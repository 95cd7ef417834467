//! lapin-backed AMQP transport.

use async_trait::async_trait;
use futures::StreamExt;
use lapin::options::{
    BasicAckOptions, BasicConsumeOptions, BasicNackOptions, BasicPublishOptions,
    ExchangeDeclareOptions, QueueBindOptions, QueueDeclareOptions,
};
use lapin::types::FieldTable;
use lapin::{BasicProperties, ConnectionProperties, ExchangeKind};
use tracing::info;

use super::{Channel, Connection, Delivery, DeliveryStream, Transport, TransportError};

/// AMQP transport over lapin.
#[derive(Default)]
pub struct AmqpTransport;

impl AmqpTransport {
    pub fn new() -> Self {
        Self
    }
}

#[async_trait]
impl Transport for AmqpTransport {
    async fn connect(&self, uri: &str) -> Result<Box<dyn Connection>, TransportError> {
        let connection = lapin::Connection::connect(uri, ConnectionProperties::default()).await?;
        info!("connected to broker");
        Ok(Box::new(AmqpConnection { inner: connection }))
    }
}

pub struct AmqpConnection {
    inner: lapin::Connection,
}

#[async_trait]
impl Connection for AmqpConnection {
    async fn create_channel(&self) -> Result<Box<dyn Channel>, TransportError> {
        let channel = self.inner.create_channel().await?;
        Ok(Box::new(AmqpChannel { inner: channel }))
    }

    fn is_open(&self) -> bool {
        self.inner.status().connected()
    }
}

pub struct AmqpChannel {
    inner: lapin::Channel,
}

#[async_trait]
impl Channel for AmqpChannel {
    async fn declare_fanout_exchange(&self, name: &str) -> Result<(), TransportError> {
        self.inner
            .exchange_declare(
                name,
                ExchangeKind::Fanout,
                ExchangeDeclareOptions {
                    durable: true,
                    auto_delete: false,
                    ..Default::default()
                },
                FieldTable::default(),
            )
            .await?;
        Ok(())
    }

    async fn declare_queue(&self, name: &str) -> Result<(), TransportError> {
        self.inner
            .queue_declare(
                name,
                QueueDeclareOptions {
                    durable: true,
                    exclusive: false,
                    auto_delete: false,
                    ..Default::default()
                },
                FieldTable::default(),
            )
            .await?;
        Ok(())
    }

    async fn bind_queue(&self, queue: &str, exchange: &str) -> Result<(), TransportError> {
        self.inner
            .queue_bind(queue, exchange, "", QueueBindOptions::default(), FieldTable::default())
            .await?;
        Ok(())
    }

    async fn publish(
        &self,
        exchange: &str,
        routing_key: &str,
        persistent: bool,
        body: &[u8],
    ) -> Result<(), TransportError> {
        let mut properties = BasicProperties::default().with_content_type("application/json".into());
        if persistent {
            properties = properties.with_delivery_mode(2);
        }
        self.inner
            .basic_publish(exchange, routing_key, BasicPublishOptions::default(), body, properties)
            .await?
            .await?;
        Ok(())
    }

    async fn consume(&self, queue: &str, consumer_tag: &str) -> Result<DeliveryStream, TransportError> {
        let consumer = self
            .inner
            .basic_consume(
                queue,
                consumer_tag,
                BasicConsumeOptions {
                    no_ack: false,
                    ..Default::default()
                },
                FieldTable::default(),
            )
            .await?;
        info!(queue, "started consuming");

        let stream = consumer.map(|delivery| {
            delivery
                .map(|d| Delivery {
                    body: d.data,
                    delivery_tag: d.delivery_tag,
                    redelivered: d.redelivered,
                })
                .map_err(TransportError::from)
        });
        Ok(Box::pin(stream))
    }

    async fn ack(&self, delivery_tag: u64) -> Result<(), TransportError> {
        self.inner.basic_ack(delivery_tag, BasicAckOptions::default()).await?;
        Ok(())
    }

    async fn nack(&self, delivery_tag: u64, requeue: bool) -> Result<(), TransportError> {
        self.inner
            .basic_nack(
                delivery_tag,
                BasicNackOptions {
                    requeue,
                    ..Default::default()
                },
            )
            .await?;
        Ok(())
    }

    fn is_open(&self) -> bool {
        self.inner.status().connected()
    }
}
---
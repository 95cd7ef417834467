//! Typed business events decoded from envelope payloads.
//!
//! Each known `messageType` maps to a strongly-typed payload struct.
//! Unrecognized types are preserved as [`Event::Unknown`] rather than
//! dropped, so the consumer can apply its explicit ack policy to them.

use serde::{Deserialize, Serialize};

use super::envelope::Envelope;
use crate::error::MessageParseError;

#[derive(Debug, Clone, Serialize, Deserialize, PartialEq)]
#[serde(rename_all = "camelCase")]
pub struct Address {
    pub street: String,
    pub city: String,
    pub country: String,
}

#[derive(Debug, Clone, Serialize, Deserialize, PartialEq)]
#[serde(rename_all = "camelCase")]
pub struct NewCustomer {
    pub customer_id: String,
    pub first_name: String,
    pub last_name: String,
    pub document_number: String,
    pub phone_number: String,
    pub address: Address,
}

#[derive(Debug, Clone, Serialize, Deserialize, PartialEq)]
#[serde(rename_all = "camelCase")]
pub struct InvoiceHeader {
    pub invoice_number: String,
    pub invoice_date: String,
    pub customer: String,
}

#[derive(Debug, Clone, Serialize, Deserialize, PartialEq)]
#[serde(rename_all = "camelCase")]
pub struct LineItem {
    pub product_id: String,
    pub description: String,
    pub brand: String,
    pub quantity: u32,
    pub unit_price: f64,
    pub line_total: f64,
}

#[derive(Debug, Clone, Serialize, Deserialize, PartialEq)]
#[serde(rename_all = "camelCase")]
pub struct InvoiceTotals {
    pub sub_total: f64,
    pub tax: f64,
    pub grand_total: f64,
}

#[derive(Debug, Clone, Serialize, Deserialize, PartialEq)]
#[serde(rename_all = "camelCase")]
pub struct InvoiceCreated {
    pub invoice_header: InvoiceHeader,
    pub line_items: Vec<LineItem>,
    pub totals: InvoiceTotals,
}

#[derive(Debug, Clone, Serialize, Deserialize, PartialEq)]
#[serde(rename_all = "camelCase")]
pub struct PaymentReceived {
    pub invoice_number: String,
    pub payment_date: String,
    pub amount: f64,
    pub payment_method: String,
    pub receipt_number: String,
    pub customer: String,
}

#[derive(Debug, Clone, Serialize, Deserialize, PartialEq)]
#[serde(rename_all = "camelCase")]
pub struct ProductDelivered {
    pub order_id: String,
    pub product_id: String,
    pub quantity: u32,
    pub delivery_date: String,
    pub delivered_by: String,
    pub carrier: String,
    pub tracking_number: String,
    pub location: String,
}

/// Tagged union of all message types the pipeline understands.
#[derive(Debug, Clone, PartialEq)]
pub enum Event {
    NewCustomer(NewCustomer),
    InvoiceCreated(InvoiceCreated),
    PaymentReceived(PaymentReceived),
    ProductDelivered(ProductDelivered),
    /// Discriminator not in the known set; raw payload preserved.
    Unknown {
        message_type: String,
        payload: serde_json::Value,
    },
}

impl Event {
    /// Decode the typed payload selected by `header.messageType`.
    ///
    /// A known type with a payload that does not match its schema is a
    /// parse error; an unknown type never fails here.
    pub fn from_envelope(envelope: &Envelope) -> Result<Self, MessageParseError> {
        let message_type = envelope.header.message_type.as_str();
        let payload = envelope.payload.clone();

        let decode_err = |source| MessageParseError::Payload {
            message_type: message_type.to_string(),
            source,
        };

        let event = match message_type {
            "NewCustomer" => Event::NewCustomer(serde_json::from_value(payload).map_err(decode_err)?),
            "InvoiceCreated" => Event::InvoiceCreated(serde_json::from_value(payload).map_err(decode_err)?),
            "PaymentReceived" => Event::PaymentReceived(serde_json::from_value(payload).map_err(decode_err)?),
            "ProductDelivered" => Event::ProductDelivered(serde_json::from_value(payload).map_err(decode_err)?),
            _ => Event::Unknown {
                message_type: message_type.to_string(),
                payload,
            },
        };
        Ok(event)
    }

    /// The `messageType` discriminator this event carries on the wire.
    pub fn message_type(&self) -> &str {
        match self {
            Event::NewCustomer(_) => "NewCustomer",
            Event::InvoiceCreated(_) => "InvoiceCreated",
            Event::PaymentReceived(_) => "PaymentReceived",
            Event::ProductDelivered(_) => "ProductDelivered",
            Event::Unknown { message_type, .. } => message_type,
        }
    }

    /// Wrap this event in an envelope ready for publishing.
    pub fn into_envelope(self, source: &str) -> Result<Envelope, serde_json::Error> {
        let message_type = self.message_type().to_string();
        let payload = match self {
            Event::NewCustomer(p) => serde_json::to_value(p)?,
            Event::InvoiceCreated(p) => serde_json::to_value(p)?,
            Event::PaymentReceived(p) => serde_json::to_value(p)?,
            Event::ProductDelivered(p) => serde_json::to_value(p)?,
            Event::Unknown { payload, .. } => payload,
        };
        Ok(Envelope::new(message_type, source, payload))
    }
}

__WORK REQUIRED__. Only lines containing the string "BasicPublishOptions" are needed. Pull each of them out of the records above.

__THE ANSWER__.
    BasicAckOptions, BasicConsumeOptions, BasicNackOptions, BasicPublishOptions,
            .basic_publish(exchange, routing_key, BasicPublishOptions::default(), body, properties)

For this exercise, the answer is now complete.